Весна как трель серебряного смеха,

Качаются в заливе корабли.

Сегодня мне письма не принесли…

Он был со мной еще совсем недавно,

Такой влюбленный, ласковый и мой…

Он был со мной еще совсем недавно.

А дальше – конспиративная игра во времена года, как в том «парижском» стихотворении, где «осень ранняя» уже развесила свои флаги на деревьях в конце июня:

Но это было белою зимой,

Теперь весна, и грусть весны отравна

Стихотворение это, без даты, пронизано пронзительной тоской по тому, кто «забыл… написать, или уехал»:

И страшно мне, что сердце разорвется,

Не допишу я этих нежных строк…

Оно и правда не было дописано, это нежное стихотворение, и при жизни Ахматовой напечатано было только один раз. И было еще много-много других, написанных той осенью и зимой, сперва в Слепневе, а потом в Царском Селе. В них – тоска и ревность героини: то девушки-крестьянки, то галантной дамы на маскараде, которую ждет под кленом – все под тем же кленом близ фонаря на улице Бонапарта – «таинственный граф», то маркизы, которой принц сломал перо на шляпе (по более поздней версии, оно задело о верх экипажа на прогулке в Булонском лесу – то самое белое страусовое перо, что Гумилев привез ей из Африки), то Алисы или Пьеретты, словно сошедших с сомовских фантазий на темы галантного века… И везде Он – о Его появлении узнаешь по плащу (иногда это «плащ и посошок»), по темным локонам, по ее неотвязной теперешней «любовной пытке», по ревности, которую так легко пробуждает в ней мысль о других, о другой.

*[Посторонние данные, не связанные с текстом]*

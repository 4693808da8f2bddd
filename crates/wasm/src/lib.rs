#![deny(unsafe_code)]
//! Browser adapter for the magnaflux visualizer.
//!
//! JavaScript owns the `requestAnimationFrame` chain and the resize
//! listener; [`FluxView`] owns everything else. A typical host:
//!
//! ```text
//! const view = new FluxView(canvas.width, canvas.height, 42n, stateJson, tag);
//! function tick() {
//!   if (view.frame()) view.present(canvas);
//!   if (view.running()) requestAnimationFrame(tick);
//! }
//! requestAnimationFrame(tick);
//! ```

use magnaflux_core::error::EngineError;
use magnaflux_core::params::json_type_name;
use magnaflux_core::scheduler::ManualScheduler;
use magnaflux_core::state::{FieldState, Intervention};
use magnaflux_flux::{ControllerConfig, FrameLoop, LoopPhase, ReconfigurePolicy};
use magnaflux_raster::{raster_to_rgba, Raster};
use serde_json::Value;
use wasm_bindgen::prelude::*;
use wasm_bindgen::{Clamped, JsCast};
use web_sys::{CanvasRenderingContext2d, HtmlCanvasElement, ImageData};

fn to_js(e: EngineError) -> JsValue {
    JsValue::from_str(&e.to_string())
}

/// Parses a host state object. Missing or wrongly-typed keys take their
/// defaults; anything but a JSON object is rejected.
fn parse_state(state_json: &str) -> Result<FieldState, EngineError> {
    let value: Value =
        serde_json::from_str(state_json).map_err(|e| EngineError::ParamTypeMismatch {
            name: "state".into(),
            expected: "object".into(),
            got: format!("unparseable text ({e})"),
        })?;
    if !value.is_object() {
        return Err(EngineError::ParamTypeMismatch {
            name: "state".into(),
            expected: "object".into(),
            got: json_type_name(&value).into(),
        });
    }
    Ok(FieldState::from_json(&value))
}

fn parse_tag(tag: Option<String>) -> Option<Intervention> {
    tag.as_deref().and_then(Intervention::from_tag)
}

/// A mounted visualizer view.
#[wasm_bindgen]
pub struct FluxView {
    frame_loop: FrameLoop<Raster, ManualScheduler>,
}

impl FluxView {
    fn create(
        width: u32,
        height: u32,
        seed: u64,
        state_json: &str,
        tag: Option<String>,
        live: bool,
    ) -> Result<FluxView, EngineError> {
        let config = ControllerConfig {
            seed,
            policy: if live {
                ReconfigurePolicy::Live
            } else {
                ReconfigurePolicy::Restart
            },
        };
        let mut frame_loop = FrameLoop::new(
            Raster::new(width, height),
            ManualScheduler::new(),
            parse_state(state_json)?,
            parse_tag(tag),
            config,
        );
        frame_loop.start()?;
        Ok(FluxView { frame_loop })
    }

    fn apply(&mut self, state_json: &str, tag: Option<String>) -> Result<(), EngineError> {
        let state = parse_state(state_json)?;
        self.frame_loop.reconfigure(state, parse_tag(tag))
    }
}

#[wasm_bindgen]
impl FluxView {
    /// Mounts a view. A zero-sized canvas is fine; the view starts on the
    /// first resize with area.
    #[wasm_bindgen(constructor)]
    pub fn new(
        width: u32,
        height: u32,
        seed: u64,
        state_json: &str,
        tag: Option<String>,
        live: bool,
    ) -> Result<FluxView, JsValue> {
        Self::create(width, height, seed, state_json, tag, live).map_err(to_js)
    }

    /// Runs the pending frame. Returns whether anything was drawn.
    pub fn frame(&mut self) -> Result<bool, JsValue> {
        self.frame_loop.pump(1).map(|n| n > 0).map_err(to_js)
    }

    /// Whether the host should keep requesting animation frames.
    pub fn running(&self) -> bool {
        self.frame_loop.phase() == LoopPhase::Running
    }

    pub fn resize(&mut self, width: u32, height: u32) -> Result<(), JsValue> {
        self.frame_loop.notify_resize(width, height).map_err(to_js)
    }

    /// Hands over a new state object and intervention tag.
    pub fn reconfigure(&mut self, state_json: &str, tag: Option<String>) -> Result<(), JsValue> {
        self.apply(state_json, tag).map_err(to_js)
    }

    pub fn dispose(&mut self) {
        self.frame_loop.dispose();
    }

    /// Status lines, newline-separated.
    pub fn hud(&self) -> String {
        self.frame_loop.hud().join("\n")
    }

    /// Copies the current frame into a 2D canvas.
    pub fn present(&self, canvas: &HtmlCanvasElement) -> Result<(), JsValue> {
        let raster = self.frame_loop.surface();
        if raster.width() == 0 || raster.height() == 0 {
            return Ok(());
        }
        let context = canvas
            .get_context("2d")?
            .ok_or_else(|| JsValue::from_str("canvas has no 2d context"))?
            .dyn_into::<CanvasRenderingContext2d>()?;
        let rgba = raster_to_rgba(raster);
        let image = ImageData::new_with_u8_clamped_array_and_sh(
            Clamped(rgba.as_slice()),
            raster.width(),
            raster.height(),
        )?;
        context.put_image_data(&image, 0.0, 0.0)
    }
}

#[cfg(test)]
mod tests {
    use super::*;
    use magnaflux_core::state::Anomaly;

    fn view(width: u32, height: u32) -> FluxView {
        FluxView::create(width, height, 7, "{}", None, false).unwrap()
    }

    #[test]
    fn new_view_starts_running() {
        assert!(view(40, 30).running());
    }

    #[test]
    fn zero_sized_view_waits_for_resize() {
        let mut v = view(0, 0);
        assert!(!v.running());
        v.frame_loop.notify_resize(40, 30).unwrap();
        assert!(v.running());
        assert_eq!(v.frame_loop.pump(1).unwrap(), 1);
    }

    #[test]
    fn frames_draw_onto_raster() {
        let mut v = view(40, 30);
        let before = v.frame_loop.surface().pixels().to_vec();
        assert_eq!(v.frame_loop.pump(3).unwrap(), 3);
        assert_ne!(v.frame_loop.surface().pixels(), &before[..]);
    }

    #[test]
    fn dispose_stops_the_view() {
        let mut v = view(40, 30);
        v.dispose();
        assert!(!v.running());
        assert_eq!(v.frame_loop.pump(1).unwrap(), 0);
    }

    #[test]
    fn reconfigure_applies_state_and_tag() {
        let mut v = view(40, 30);
        v.apply(
            r#"{"anomalies": ["Flux Pinch"], "frequency": 9.5}"#,
            Some("VECTOR_TRACE".into()),
        )
        .unwrap();
        assert!(v.frame_loop.state().has(Anomaly::FluxPinch));
        assert_eq!(v.frame_loop.intervention(), Some(Intervention::VectorTrace));
        assert!(v.hud().ends_with("RESONANCE: 9.50 GHz"), "got: {}", v.hud());
    }

    #[test]
    fn unknown_tag_is_ignored() {
        let v = FluxView::create(10, 10, 1, "{}", Some("DISCO".into()), false).unwrap();
        assert_eq!(v.frame_loop.intervention(), None);
    }

    #[test]
    fn non_object_state_is_rejected() {
        let err = parse_state("[1]").err().unwrap();
        assert!(err.to_string().contains("array"), "got: {err}");
        assert!(parse_state("{oops").is_err());
    }
}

Но не хочу, не хочу, не хочу

Знать, как целуют другую.

Она приняла за Него муку, она изменила мужу, а Он, изменщик, о ней забыл… Похоже, порой ей легче было перевоплотиться в этих стихах в молодую замужнюю крестьянку, чем в легкомысленную графиню… К тому же крестьянки были тут, в Слепневе, повсюду.

Они смотрят ей вслед, о чем-то догадываясь и ее осуждая:

…те неяркие просторы,

Где даже голос ветра слаб,

И осуждающие взоры

Спокойных, загорелых баб.

И вот она уже воображает себя провинившейся бабой, которую муж наказывает за измену:

Муж хлестал меня узорчатым,

Вдвое сложенным ремнем…

Она страдает из-за «далекого», а он не пишет, он с ней «опять побыть не мог».

Для тебя я долю хмурую,

Долю-муку приняла.

Или любишь белокурую,

Или рыжая мила?

Для человека, живущего воображеньем, словом, мыслью, разлука безмерно обостряет любовное чувство; Анна ведь и Гумилева умела любить больше, когда он был вдали.

А что же все-таки Гумилев? Видимо, он приезжал в Слепнево, и была новая, для нее и вовсе уж несвоевременная попытка их примирения, смирения. Не об этом ли эти исполненные беспощадной злости и отчаянья строки?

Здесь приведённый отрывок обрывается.